Reparação é para o Brasil

Impedida de noticiar a morte de Merlino, somente mais de um mês depois, o jornal O Estado de S.Paulo publicou um anúncio fúnebre: ‘Os amigos e parentes do jornalista Luiz Eduardo da Rocha Merlino convidam os jornalistas brasileiros e o povo em geral para a missa de trigésimo dia de seu falecimento a realizar-se sábado próximo, 28 de agosto, às 18:30 horas, na Catedral da Sé, em São Paulo’. Cerca de 770 jornalistas compareceram à missa. Na cerimônia, os mesmos três homens que buscaram Merlino, em Santos, compareceram para dar ‘os pêsames’ à sua mãe e irmã”.

Brilhante Ustra, o “major Tibiriçá”, com o mesmo cinismo que diz não passarem de “lorotas” as denúncias de tortura no DOI-Codi da Rua Tutóia, afirma na sua defesa que o laudo “foi firmado por dois legistas, tem fé pública”.

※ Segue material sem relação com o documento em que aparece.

use super::redis_db::{self, RedisPool};
use crate::constants;
use async_trait::async_trait;
use serde::{de::DeserializeOwned, Deserialize, Serialize};
use serde_json::Value as Json;
use std::collections::{HashMap, HashSet};
use std::sync::Mutex;
use std::time::Duration;
use tokio::time::Instant;

/// Read-through cache over JSON values. Never authoritative: backend failures read as a
/// miss and writes that fail are dropped.
#[async_trait]
pub trait Cache: Send + Sync {
    async fn get(&self, key: &str) -> Option<Json>;
    async fn set(&self, key: &str, value: Json, ttl: Duration);
    async fn remove(&self, key: &str);
    /// Removes every tracked key starting with `prefix`.
    async fn remove_by_prefix(&self, prefix: &str);
}

pub async fn get_as<T: DeserializeOwned>(cache: &dyn Cache, key: &str) -> Option<T> {
    let v = cache.get(key).await?;
    match serde_json::from_value(v) {
        Ok(x) => Some(x),
        Err(e) => {
            tracing::warn!("dropping undecodable cache entry {}: {}", key, e);
            cache.remove(key).await;
            None
        }
    }
}

pub async fn set_as<T: Serialize>(cache: &dyn Cache, key: &str, value: &T, ttl: Duration) {
    match serde_json::to_value(value) {
        Ok(v) => cache.set(key, v, ttl).await,
        Err(e) => tracing::warn!("not caching {}: {}", key, e),
    }
}

struct Entry {
    value: Json,
    deadline: Instant,
    last_access: Instant,
}

impl Entry {
    fn alive(&self, now: Instant, sliding: Duration) -> bool {
        now < self.deadline && now < self.last_access + sliding
    }
}

/// In-process cache. An entry lives until its absolute deadline, but only while it keeps
/// being read: one left untouched for a full sliding window is dropped early.
pub struct MemoryCache {
    entries: Mutex<HashMap<String, Entry>>,
    /// Live keys, for prefix removal. Lock order: `entries` then `keys`.
    keys: Mutex<HashSet<String>>,
    sliding: Duration,
}

impl Default for MemoryCache {
    fn default() -> Self {
        Self::new(constants::DEFAULT_SLIDING_WINDOW)
    }
}

impl MemoryCache {
    pub fn new(sliding: Duration) -> Self {
        Self {
            entries: Mutex::new(HashMap::new()),
            keys: Mutex::new(HashSet::new()),
            sliding,
        }
    }

    fn untrack(&self, keys: &[String]) {
        if let Ok(mut tracked) = self.keys.lock() {
            for k in keys {
                tracked.remove(k);
            }
        }
    }

    #[cfg(test)]
    fn tracked(&self) -> usize {
        self.keys.lock().unwrap().len()
    }
}

#[async_trait]
impl Cache for MemoryCache {
    async fn get(&self, key: &str) -> Option<Json> {
        let now = Instant::now();
        let mut entries = self.entries.lock().ok()?;
        let e = entries.get_mut(key)?;
        if e.alive(now, self.sliding) {
            e.last_access = now;
            return Some(e.value.clone());
        }
        entries.remove(key);
        self.untrack(&[key.to_string()]);
        None
    }

    async fn set(&self, key: &str, value: Json, ttl: Duration) {
        let now = Instant::now();
        let mut entries = match self.entries.lock() {
            Ok(entries) => entries,
            Err(_) => return,
        };
        let stale: Vec<String> = entries
            .iter()
            .filter(|(_, e)| !e.alive(now, self.sliding))
            .map(|(k, _)| k.clone())
            .collect();
        for k in &stale {
            entries.remove(k);
        }
        entries.insert(
            key.to_string(),
            Entry {
                value,
                deadline: now + ttl,
                last_access: now,
            },
        );
        if let Ok(mut tracked) = self.keys.lock() {
            for k in &stale {
                tracked.remove(k);
            }
            tracked.insert(key.to_string());
        }
    }

    async fn remove(&self, key: &str) {
        if let Ok(mut entries) = self.entries.lock() {
            entries.remove(key);
            self.untrack(&[key.to_string()]);
        }
    }

    async fn remove_by_prefix(&self, prefix: &str) {
        if let Ok(mut entries) = self.entries.lock() {
            let matched: Vec<String> = match self.keys.lock() {
                Ok(tracked) => tracked
                    .iter()
                    .filter(|k| k.starts_with(prefix))
                    .cloned()
                    .collect(),
                Err(_) => return,
            };
            for k in &matched {
                entries.remove(k);
            }
            self.untrack(&matched);
        }
    }
}

const TRACKED_KEYS: &str = "cache:keys";

#[derive(Serialize, Deserialize)]
struct Envelope {
    value: Json,
    /// Absolute deadline, unix millis.
    deadline: i64,
}

/// Redis-backed cache. The sliding window is the Redis TTL, refreshed on every hit and
/// capped by the absolute deadline stored next to the value. Live keys are tracked in a
/// Redis set so any instance can run prefix removal.
pub struct RedisCache {
    pool: RedisPool,
    sliding: Duration,
}

impl RedisCache {
    pub fn new(pool: RedisPool, sliding: Duration) -> Self {
        Self { pool, sliding }
    }

    fn window_ms(&self, deadline: i64, now: i64) -> u64 {
        let remaining = (deadline - now).max(0) as u64;
        remaining.min(self.sliding.as_millis() as u64)
    }
}

#[async_trait]
impl Cache for RedisCache {
    async fn get(&self, key: &str) -> Option<Json> {
        let raw = match redis_db::get(&self.pool, key).await {
            Ok(Some(raw)) => raw,
            Ok(None) => {
                // expired by Redis itself; forget it in the index too
                let keys = [key.to_string()];
                if let Err(e) = redis_db::srem(&self.pool, TRACKED_KEYS, &keys).await {
                    tracing::warn!("cache untrack {}: {}", key, e);
                }
                return None;
            }
            Err(e) => {
                tracing::warn!("cache get {}: {}", key, e);
                return None;
            }
        };
        let env: Envelope = serde_json::from_str(raw.as_str()).ok()?;
        let now = chrono::Utc::now().timestamp_millis();
        let window = self.window_ms(env.deadline, now);
        if window == 0 {
            self.remove(key).await;
            return None;
        }
        if let Err(e) = redis_db::pexpire(&self.pool, key, window).await {
            tracing::warn!("cache touch {}: {}", key, e);
        }
        Some(env.value)
    }

    async fn set(&self, key: &str, value: Json, ttl: Duration) {
        let now = chrono::Utc::now().timestamp_millis();
        let env = Envelope {
            value,
            deadline: now + ttl.as_millis() as i64,
        };
        let body = match serde_json::to_string(&env) {
            Ok(body) => body,
            Err(_) => return,
        };
        let window = self.window_ms(env.deadline, now);
        let res = async {
            redis_db::set_px(&self.pool, key, body.as_str(), window).await?;
            redis_db::sadd(&self.pool, TRACKED_KEYS, key).await
        };
        if let Err(e) = res.await {
            tracing::warn!("cache set {}: {}", key, e);
        }
    }

    async fn remove(&self, key: &str) {
        let keys = [key.to_string()];
        let res = async {
            redis_db::del(&self.pool, &keys).await?;
            redis_db::srem(&self.pool, TRACKED_KEYS, &keys).await
        };
        if let Err(e) = res.await {
            tracing::warn!("cache remove {}: {}", key, e);
        }
    }

    async fn remove_by_prefix(&self, prefix: &str) {
        let res = async {
            let members = redis_db::smembers(&self.pool, TRACKED_KEYS).await?;
            let live = redis_db::exists_each(&self.pool, &members).await?;
            let (doomed, untracked) = sweep_index(members, &live, prefix);
            redis_db::del(&self.pool, &doomed).await?;
            redis_db::srem(&self.pool, TRACKED_KEYS, &untracked).await
        };
        if let Err(e) = res.await {
            tracing::warn!("cache remove prefix {}: {}", prefix, e);
        }
    }
}

/// Splits the tracked key index for a prefix removal. Returns the live keys under `prefix`
/// to delete, and every member to drop from the index: those keys plus any whose value
/// Redis has already expired.
fn sweep_index(members: Vec<String>, live: &[bool], prefix: &str) -> (Vec<String>, Vec<String>) {
    let mut doomed = Vec::new();
    let mut untracked = Vec::new();
    for (key, alive) in members.into_iter().zip(live.iter().copied()) {
        if alive && key.starts_with(prefix) {
            doomed.push(key.clone());
            untracked.push(key);
        } else if !alive {
            untracked.push(key);
        }
    }
    (doomed, untracked)
}

#[cfg(test)]
mod tests {
    use super::*;
    use serde_json::json;

    const MIN: Duration = Duration::from_secs(60);

    #[tokio::test(start_paused = true)]
    async fn hot_key_lives_until_deadline() {
        let cache = MemoryCache::new(MIN);
        cache.set("k", json!(1), 5 * MIN).await;
        for _ in 0..4 {
            tokio::time::advance(Duration::from_secs(50)).await;
            assert_eq!(cache.get("k").await, Some(json!(1)));
        }
        tokio::time::advance(Duration::from_secs(50)).await;
        assert_eq!(cache.get("k").await, Some(json!(1)));
        // read 55s ago, still inside the window, but past the absolute deadline
        tokio::time::advance(Duration::from_secs(55)).await;
        assert_eq!(cache.get("k").await, None);
    }

    #[tokio::test(start_paused = true)]
    async fn idle_key_slides_out() {
        let cache = MemoryCache::new(MIN);
        cache.set("k", json!("v"), 5 * MIN).await;
        tokio::time::advance(MIN + Duration::from_secs(1)).await;
        assert_eq!(cache.get("k").await, None);
        assert_eq!(cache.tracked(), 0);
    }

    #[tokio::test]
    async fn prefix_removal_leaves_neighbours() {
        let cache = MemoryCache::default();
        cache.set("user_subscriptions:1:all", json!([]), MIN).await;
        cache.set("user_subscriptions:1:type:2", json!([]), MIN).await;
        cache.set("user_subscriptions:12:all", json!([]), MIN).await;
        cache.set("subscribers:2:5", json!([1]), MIN).await;

        cache.remove_by_prefix("user_subscriptions:1:").await;

        assert_eq!(cache.get("user_subscriptions:1:all").await, None);
        assert_eq!(cache.get("user_subscriptions:1:type:2").await, None);
        assert!(cache.get("user_subscriptions:12:all").await.is_some());
        assert!(cache.get("subscribers:2:5").await.is_some());
        assert_eq!(cache.tracked(), 2);
    }

    #[tokio::test]
    async fn typed_helpers_round_trip() {
        let cache = MemoryCache::default();
        set_as(&cache, "ids", &vec![3i64, 4], MIN).await;
        assert_eq!(get_as::<Vec<i64>>(&cache, "ids").await, Some(vec![3, 4]));
        // wrong shape reads as a miss and evicts
        assert_eq!(get_as::<String>(&cache, "ids").await, None);
        assert_eq!(cache.get("ids").await, None);
    }

    #[test]
    fn prefix_sweep_also_untracks_expired_keys() {
        let members = vec![
            "user_subscriptions:1:all".to_string(),
            "user_subscriptions:1:type:2".to_string(),
            "subscribers:2:5".to_string(),
            "user_subscriptions:12:all".to_string(),
        ];
        let live = [true, false, false, true];
        let (doomed, untracked) = sweep_index(members, &live, "user_subscriptions:1:");
        assert_eq!(doomed, vec!["user_subscriptions:1:all".to_string()]);
        assert_eq!(
            untracked,
            vec![
                "user_subscriptions:1:all".to_string(),
                "user_subscriptions:1:type:2".to_string(),
                "subscribers:2:5".to_string(),
            ]
        );
    }
}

Quanto à ficção de suicídio, os advogados da família Merlino, Fábio Konder Comparato e Aníbal Castro de Sousa, declaram: “o réu não inovou, pois já há muito tempo é de conhecimento público que, infelizmente, os órgãos de repressão detinham absoluto controle do IML (Instituto Médico Legal) e ‘construíam’ versões absurdas para a causa mortis de suas vítimas. A história está a confirmar que a alegação de suicídio era a farsa preferida pela repressão, vide o caso emblemático do jornalista Vladimir Herzog”.

A necessidade de que se faça justiça não é só da família de Merlino. Corresponde aos interesses dos brasileiros e do fortalecimento da democracia. Tatiana Merlino, na sua matéria já citada, mostrou o que está em jogo:

“O objetivo da iniciativa é o reconhecimento por parte da Justiça da responsabilidade de Ustra na tortura e morte de meu irmão, afirma Regina. Estou movendo essa ação por mim e pela minha mãe, que faleceu, em 1995, sem que a verdade viesse à tona, explica.

De acordo com Angela, o fim da impunidade começa com a memória e o restabelecimento da verdade. A tortura na ditadura era uma política do Estado brasileiro, mas seus executores têm nome, salienta”.